(Stored data entries)
◇ ◇ ◇ ◇ ◇ ◇ ◇
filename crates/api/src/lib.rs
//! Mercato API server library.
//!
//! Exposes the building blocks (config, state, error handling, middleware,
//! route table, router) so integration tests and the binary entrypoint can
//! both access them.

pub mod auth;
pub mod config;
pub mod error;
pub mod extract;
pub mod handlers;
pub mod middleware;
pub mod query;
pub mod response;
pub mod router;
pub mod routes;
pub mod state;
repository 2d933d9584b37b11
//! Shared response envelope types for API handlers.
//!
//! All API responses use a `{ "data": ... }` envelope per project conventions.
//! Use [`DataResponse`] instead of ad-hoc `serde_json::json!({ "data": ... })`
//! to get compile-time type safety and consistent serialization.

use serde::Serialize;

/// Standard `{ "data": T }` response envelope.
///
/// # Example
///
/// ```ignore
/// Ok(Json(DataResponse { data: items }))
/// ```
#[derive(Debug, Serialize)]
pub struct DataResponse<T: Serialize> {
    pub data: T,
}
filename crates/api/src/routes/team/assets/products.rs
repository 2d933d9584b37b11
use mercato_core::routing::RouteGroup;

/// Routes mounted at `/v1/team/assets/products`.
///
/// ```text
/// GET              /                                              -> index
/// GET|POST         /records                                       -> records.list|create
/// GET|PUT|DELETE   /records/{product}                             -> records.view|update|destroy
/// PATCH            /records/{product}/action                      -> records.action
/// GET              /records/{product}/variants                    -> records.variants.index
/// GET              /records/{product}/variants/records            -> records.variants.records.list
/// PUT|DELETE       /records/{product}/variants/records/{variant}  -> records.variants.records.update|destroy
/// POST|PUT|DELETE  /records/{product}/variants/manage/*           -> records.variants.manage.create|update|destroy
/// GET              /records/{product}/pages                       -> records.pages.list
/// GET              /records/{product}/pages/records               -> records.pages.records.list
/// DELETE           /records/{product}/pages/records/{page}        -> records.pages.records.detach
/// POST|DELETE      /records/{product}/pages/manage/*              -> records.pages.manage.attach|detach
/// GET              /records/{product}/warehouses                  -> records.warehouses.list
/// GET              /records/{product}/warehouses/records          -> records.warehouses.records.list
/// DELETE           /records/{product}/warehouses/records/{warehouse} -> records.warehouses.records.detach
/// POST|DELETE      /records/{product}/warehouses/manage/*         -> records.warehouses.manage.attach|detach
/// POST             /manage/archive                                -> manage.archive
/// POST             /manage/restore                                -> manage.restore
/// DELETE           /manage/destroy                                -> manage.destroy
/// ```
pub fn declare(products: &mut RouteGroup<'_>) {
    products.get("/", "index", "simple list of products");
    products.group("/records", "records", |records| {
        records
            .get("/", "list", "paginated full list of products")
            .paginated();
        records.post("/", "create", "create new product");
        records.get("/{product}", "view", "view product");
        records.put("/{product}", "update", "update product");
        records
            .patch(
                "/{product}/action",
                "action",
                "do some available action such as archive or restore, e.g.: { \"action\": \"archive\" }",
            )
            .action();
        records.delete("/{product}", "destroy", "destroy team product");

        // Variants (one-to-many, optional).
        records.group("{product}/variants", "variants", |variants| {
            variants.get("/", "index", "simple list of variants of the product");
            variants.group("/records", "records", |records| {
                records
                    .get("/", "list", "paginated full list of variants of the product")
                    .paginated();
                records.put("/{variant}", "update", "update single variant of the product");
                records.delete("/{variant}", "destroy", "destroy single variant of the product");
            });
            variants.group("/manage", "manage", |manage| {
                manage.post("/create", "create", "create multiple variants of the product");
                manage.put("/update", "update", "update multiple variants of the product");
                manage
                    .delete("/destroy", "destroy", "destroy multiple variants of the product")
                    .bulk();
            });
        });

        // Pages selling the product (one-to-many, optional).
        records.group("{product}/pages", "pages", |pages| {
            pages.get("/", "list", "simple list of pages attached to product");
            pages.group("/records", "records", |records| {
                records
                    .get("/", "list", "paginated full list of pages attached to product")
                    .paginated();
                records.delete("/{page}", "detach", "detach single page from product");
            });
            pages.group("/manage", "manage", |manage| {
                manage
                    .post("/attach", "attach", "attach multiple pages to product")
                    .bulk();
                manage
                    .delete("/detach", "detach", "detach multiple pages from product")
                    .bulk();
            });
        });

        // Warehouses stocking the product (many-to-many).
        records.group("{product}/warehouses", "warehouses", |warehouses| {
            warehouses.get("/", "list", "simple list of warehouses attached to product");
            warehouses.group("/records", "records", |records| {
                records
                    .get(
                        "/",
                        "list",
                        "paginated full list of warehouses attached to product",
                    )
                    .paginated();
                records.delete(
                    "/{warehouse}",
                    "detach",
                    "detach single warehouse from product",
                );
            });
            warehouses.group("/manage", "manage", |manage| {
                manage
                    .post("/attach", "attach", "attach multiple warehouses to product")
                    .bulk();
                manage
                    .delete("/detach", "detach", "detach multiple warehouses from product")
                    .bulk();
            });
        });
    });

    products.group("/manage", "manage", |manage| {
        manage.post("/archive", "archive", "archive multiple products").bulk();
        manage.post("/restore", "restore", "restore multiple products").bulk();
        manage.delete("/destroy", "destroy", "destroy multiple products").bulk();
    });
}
◇ ◇ ◇ ◇ ◇ ◇ ◇
▶ **Work request**
Only a number should be given in reply: how many lines in the entries above hold "RouteGroup".

▶ **Solution to this task**
2